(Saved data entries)
---------------
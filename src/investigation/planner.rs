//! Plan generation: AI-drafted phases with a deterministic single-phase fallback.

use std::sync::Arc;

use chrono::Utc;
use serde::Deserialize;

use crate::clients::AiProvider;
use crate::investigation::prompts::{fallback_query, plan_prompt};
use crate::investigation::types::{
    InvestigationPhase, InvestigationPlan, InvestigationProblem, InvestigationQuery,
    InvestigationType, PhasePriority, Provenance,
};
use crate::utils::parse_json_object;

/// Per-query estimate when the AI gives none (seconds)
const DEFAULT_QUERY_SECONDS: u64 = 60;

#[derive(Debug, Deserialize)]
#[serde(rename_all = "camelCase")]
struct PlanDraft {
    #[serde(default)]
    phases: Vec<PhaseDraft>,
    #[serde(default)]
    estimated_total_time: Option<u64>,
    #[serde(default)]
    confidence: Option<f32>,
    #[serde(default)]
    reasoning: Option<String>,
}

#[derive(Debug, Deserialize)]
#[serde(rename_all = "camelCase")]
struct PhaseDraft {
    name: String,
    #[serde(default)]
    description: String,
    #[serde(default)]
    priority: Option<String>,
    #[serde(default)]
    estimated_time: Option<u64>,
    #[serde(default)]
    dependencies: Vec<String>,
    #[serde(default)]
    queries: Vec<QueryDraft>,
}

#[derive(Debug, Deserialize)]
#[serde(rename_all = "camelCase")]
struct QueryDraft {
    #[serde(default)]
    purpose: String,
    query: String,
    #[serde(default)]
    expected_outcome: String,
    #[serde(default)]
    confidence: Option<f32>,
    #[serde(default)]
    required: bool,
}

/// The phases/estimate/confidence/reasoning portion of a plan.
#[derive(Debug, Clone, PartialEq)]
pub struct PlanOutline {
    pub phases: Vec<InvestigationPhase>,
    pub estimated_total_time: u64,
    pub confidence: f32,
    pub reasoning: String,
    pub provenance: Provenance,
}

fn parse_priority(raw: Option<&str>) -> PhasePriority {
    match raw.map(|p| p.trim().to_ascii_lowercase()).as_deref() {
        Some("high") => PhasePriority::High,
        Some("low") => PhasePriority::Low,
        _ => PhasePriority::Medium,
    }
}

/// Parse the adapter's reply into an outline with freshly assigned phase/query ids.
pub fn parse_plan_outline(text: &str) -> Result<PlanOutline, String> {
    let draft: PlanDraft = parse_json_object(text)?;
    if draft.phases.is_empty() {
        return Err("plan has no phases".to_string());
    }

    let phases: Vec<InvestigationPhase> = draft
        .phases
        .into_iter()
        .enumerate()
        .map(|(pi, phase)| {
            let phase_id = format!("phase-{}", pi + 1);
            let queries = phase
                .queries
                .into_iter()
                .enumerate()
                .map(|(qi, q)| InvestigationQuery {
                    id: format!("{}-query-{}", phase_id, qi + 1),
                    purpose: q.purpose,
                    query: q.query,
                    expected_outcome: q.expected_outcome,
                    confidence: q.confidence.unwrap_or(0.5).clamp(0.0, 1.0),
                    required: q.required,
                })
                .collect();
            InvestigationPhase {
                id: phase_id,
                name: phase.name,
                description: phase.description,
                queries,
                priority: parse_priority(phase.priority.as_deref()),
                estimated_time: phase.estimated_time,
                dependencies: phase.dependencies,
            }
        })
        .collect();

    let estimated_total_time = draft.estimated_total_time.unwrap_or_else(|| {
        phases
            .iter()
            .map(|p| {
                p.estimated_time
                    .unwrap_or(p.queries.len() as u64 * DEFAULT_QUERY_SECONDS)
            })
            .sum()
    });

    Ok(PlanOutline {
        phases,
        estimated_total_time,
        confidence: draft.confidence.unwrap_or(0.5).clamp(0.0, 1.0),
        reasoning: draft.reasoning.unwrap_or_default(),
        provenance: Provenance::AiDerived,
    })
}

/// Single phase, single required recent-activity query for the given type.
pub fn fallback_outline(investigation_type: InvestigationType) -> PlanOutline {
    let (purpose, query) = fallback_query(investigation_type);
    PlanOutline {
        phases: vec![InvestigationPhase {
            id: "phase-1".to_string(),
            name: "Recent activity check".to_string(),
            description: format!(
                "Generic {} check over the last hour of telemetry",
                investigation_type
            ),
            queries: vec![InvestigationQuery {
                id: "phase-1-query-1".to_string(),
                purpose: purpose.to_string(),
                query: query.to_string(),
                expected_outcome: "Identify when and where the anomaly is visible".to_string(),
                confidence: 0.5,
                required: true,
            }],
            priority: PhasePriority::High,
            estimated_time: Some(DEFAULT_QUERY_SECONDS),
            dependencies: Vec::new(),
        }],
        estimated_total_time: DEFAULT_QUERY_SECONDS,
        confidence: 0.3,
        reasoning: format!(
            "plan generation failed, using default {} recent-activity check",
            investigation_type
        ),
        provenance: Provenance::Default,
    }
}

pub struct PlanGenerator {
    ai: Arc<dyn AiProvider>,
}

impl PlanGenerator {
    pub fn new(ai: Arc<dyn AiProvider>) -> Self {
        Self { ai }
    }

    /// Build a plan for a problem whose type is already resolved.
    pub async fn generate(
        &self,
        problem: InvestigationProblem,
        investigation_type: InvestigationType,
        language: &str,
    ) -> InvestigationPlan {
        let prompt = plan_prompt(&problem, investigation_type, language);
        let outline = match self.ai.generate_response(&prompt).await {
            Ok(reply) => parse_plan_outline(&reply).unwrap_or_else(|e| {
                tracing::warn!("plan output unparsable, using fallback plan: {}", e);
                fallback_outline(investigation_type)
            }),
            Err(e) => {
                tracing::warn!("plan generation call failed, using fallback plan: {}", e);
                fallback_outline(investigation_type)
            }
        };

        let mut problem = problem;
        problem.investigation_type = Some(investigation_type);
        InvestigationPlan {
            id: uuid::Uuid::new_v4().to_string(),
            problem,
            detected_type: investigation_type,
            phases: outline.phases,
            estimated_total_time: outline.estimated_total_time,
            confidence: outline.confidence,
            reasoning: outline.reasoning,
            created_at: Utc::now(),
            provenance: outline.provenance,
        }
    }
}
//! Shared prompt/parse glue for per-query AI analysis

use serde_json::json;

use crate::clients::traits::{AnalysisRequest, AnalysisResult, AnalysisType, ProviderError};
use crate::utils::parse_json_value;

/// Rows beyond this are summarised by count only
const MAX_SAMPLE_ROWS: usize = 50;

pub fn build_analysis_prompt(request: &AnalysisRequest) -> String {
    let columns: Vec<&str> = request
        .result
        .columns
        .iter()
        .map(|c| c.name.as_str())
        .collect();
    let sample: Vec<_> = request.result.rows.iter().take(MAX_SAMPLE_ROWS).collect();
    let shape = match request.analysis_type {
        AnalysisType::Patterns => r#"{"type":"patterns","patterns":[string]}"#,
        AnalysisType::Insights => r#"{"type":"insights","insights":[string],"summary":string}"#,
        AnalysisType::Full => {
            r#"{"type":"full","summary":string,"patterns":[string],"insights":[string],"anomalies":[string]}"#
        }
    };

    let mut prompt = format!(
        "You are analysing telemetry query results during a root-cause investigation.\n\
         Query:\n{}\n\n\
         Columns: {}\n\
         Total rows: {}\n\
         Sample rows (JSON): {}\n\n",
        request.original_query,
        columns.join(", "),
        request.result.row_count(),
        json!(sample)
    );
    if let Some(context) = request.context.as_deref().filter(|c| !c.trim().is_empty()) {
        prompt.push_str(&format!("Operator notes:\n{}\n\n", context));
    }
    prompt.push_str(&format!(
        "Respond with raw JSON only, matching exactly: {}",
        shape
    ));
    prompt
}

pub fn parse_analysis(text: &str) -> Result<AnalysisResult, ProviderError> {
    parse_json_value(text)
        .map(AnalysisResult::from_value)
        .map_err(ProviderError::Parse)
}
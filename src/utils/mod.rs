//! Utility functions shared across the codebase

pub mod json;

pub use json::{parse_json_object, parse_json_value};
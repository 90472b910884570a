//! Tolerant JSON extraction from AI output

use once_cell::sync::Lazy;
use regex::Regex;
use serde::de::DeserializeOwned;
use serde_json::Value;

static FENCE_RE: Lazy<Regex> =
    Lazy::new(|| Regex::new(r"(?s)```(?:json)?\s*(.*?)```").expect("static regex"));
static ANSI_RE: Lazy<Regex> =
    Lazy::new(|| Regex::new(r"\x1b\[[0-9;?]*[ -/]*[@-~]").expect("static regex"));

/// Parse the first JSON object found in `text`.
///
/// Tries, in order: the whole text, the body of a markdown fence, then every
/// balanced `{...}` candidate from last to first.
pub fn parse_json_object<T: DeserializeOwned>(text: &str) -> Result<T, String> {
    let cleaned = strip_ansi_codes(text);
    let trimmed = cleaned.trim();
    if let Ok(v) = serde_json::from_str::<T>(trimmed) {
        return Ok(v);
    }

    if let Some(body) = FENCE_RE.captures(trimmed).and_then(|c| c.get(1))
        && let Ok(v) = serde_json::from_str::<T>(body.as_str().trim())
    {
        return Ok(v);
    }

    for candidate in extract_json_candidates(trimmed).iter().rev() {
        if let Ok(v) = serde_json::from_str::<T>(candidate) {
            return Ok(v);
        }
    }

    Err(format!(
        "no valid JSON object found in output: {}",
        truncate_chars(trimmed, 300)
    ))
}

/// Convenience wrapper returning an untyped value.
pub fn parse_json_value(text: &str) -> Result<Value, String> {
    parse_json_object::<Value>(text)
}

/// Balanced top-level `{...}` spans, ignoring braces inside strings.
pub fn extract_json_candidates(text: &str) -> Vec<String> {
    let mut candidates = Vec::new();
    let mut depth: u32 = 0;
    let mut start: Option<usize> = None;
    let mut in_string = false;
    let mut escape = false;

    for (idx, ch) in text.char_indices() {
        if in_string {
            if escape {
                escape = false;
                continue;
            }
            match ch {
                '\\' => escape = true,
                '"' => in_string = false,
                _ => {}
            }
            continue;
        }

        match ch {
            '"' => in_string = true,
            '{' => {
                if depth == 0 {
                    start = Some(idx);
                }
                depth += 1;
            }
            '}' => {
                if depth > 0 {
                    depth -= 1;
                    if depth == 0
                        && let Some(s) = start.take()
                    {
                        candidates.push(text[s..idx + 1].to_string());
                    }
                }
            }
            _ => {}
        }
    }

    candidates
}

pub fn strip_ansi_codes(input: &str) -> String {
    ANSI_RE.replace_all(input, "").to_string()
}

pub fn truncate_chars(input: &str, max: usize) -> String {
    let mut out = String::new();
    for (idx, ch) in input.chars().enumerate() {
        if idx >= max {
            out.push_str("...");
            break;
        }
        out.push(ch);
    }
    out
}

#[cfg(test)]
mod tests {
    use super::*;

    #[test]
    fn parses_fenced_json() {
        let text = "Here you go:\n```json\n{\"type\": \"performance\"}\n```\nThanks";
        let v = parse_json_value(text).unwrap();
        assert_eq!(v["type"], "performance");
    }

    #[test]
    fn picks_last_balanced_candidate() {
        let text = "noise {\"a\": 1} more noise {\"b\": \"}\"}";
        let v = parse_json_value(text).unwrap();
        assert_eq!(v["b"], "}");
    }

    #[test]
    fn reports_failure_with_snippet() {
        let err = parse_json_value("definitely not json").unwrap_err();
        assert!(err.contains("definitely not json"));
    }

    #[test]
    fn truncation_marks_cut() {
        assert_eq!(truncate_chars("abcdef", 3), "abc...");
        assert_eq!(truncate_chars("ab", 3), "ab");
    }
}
---------------
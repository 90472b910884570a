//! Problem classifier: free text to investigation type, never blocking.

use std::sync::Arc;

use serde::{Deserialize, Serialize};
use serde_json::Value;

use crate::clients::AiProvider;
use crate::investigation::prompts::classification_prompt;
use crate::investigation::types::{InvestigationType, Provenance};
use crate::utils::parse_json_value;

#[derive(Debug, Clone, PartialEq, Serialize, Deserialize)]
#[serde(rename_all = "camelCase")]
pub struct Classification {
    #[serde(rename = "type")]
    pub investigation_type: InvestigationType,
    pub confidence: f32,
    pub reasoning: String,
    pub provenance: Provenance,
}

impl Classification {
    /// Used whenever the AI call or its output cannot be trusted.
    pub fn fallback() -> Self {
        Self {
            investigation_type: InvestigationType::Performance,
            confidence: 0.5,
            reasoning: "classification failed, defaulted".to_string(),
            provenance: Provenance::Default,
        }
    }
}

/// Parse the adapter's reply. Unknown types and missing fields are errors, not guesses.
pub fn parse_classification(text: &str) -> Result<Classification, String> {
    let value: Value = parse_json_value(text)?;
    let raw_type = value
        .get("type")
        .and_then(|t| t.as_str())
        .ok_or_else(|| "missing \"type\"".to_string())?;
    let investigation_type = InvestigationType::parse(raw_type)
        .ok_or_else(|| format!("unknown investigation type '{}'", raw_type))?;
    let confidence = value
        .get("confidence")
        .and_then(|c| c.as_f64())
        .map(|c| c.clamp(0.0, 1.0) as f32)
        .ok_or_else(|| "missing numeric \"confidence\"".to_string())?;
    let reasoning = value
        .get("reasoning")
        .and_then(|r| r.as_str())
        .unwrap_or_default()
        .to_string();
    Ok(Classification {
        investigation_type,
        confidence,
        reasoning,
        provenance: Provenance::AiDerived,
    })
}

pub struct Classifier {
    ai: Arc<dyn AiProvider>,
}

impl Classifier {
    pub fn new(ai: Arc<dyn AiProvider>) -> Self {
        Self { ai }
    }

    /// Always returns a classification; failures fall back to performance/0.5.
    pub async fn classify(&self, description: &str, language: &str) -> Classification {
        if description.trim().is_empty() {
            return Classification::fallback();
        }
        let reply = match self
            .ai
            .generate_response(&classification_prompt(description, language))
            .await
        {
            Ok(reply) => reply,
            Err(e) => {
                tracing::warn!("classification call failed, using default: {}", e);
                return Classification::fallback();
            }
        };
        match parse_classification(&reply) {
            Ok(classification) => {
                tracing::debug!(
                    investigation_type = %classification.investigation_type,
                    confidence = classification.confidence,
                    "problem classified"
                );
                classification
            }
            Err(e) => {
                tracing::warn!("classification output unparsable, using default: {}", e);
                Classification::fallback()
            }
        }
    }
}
---------------
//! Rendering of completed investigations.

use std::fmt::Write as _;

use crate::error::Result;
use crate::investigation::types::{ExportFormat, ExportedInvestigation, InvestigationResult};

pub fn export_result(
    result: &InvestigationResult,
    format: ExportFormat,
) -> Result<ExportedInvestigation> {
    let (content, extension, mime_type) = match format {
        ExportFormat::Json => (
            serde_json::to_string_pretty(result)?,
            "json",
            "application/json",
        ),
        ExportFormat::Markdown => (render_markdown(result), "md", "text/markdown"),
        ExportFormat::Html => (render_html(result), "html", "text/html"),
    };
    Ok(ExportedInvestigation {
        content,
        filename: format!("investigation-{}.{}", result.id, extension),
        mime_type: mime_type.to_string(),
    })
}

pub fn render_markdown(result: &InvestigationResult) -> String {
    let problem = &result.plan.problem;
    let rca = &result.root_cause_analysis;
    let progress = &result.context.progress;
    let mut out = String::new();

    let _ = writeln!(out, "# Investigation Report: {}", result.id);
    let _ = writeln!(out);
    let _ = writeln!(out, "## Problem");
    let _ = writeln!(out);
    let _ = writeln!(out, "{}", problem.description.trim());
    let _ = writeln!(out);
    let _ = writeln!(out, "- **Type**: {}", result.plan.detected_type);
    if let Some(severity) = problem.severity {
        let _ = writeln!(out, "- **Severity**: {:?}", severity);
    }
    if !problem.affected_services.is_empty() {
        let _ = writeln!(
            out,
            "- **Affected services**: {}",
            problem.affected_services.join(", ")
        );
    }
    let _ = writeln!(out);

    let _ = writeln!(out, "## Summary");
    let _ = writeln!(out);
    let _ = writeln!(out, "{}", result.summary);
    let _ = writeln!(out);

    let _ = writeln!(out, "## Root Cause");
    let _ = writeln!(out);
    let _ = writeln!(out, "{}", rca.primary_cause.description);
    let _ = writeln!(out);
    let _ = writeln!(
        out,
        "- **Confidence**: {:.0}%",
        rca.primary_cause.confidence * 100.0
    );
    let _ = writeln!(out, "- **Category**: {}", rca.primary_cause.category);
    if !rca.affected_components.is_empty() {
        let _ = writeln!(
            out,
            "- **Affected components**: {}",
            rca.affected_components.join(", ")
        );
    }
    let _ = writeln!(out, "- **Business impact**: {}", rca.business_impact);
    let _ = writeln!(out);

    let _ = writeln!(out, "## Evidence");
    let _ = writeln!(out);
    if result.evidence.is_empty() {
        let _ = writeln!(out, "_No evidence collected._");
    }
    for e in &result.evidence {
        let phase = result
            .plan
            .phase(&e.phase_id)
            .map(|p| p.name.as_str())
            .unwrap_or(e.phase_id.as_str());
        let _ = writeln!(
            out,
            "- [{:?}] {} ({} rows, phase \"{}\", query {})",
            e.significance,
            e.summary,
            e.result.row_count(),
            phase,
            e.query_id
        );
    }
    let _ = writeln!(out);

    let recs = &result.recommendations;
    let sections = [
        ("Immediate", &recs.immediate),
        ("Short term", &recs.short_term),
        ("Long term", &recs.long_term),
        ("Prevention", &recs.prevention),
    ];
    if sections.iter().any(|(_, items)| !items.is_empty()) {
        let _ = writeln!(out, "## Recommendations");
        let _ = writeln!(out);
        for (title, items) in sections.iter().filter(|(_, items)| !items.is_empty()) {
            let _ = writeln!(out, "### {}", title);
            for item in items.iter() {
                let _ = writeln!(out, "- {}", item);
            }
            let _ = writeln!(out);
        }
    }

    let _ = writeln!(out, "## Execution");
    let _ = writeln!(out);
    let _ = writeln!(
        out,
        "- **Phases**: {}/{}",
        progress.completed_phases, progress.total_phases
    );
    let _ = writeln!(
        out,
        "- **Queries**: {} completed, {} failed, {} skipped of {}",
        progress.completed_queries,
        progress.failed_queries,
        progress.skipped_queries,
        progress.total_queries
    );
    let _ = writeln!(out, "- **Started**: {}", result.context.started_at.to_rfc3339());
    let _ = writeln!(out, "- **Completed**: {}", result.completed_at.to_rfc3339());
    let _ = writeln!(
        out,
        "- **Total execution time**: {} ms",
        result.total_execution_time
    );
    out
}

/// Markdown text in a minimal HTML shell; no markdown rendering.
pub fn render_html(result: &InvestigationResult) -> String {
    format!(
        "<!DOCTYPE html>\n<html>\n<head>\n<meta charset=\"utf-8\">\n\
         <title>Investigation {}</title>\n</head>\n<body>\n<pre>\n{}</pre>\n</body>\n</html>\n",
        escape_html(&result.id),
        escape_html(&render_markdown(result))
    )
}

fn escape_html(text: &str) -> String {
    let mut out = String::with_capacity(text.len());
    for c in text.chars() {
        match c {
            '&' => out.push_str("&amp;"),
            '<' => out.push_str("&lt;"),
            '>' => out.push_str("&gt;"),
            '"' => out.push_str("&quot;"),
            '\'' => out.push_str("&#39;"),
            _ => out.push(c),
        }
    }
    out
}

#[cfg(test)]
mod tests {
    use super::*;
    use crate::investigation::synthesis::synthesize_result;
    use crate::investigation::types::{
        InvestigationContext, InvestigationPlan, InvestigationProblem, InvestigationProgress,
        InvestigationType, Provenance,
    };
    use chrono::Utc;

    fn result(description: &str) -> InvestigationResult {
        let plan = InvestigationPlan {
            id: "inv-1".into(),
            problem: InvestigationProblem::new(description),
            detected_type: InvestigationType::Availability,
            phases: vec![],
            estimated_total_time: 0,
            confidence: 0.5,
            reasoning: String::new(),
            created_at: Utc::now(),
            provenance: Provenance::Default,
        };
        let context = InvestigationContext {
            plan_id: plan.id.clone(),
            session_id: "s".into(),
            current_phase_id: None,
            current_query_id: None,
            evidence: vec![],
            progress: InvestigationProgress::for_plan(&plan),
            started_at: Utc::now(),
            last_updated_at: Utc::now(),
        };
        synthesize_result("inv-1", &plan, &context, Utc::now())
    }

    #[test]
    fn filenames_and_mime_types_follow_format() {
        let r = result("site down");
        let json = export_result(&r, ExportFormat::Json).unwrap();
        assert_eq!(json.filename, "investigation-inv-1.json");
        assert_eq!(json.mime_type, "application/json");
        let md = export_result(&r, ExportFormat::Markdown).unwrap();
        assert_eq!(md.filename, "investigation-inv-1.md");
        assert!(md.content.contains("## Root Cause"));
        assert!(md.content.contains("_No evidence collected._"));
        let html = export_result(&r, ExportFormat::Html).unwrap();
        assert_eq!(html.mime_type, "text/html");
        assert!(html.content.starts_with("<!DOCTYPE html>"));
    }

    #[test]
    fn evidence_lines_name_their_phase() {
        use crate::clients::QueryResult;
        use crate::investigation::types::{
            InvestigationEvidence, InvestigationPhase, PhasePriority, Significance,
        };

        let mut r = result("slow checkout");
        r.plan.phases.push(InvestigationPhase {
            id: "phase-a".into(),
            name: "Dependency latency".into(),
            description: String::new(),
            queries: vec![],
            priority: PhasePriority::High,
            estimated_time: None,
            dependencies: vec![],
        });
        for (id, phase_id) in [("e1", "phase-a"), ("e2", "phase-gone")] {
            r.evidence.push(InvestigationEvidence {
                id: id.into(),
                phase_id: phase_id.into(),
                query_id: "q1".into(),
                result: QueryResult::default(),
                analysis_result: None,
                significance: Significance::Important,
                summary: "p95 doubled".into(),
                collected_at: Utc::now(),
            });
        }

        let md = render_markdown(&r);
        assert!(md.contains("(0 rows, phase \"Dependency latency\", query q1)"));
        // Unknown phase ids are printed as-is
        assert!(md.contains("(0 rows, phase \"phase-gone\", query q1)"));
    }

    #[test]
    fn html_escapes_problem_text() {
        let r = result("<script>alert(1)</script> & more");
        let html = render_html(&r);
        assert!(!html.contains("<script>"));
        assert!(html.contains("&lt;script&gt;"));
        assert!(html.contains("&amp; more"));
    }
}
---------------
#### [Work item]
If a line in the entries contains the word "Some", copy that line out.

#### [Result]
        Some("high") => PhasePriority::High,
        Some("low") => PhasePriority::Low,
            estimated_time: Some(DEFAULT_QUERY_SECONDS),
        problem.investigation_type = Some(investigation_type);
    if let Some(context) = request.context.as_deref().filter(|c| !c.trim().is_empty()) {
    if let Some(body) = FENCE_RE.captures(trimmed).and_then(|c| c.get(1))
                    start = Some(idx);
                        && let Some(s) = start.take()
    if let Some(severity) = problem.severity {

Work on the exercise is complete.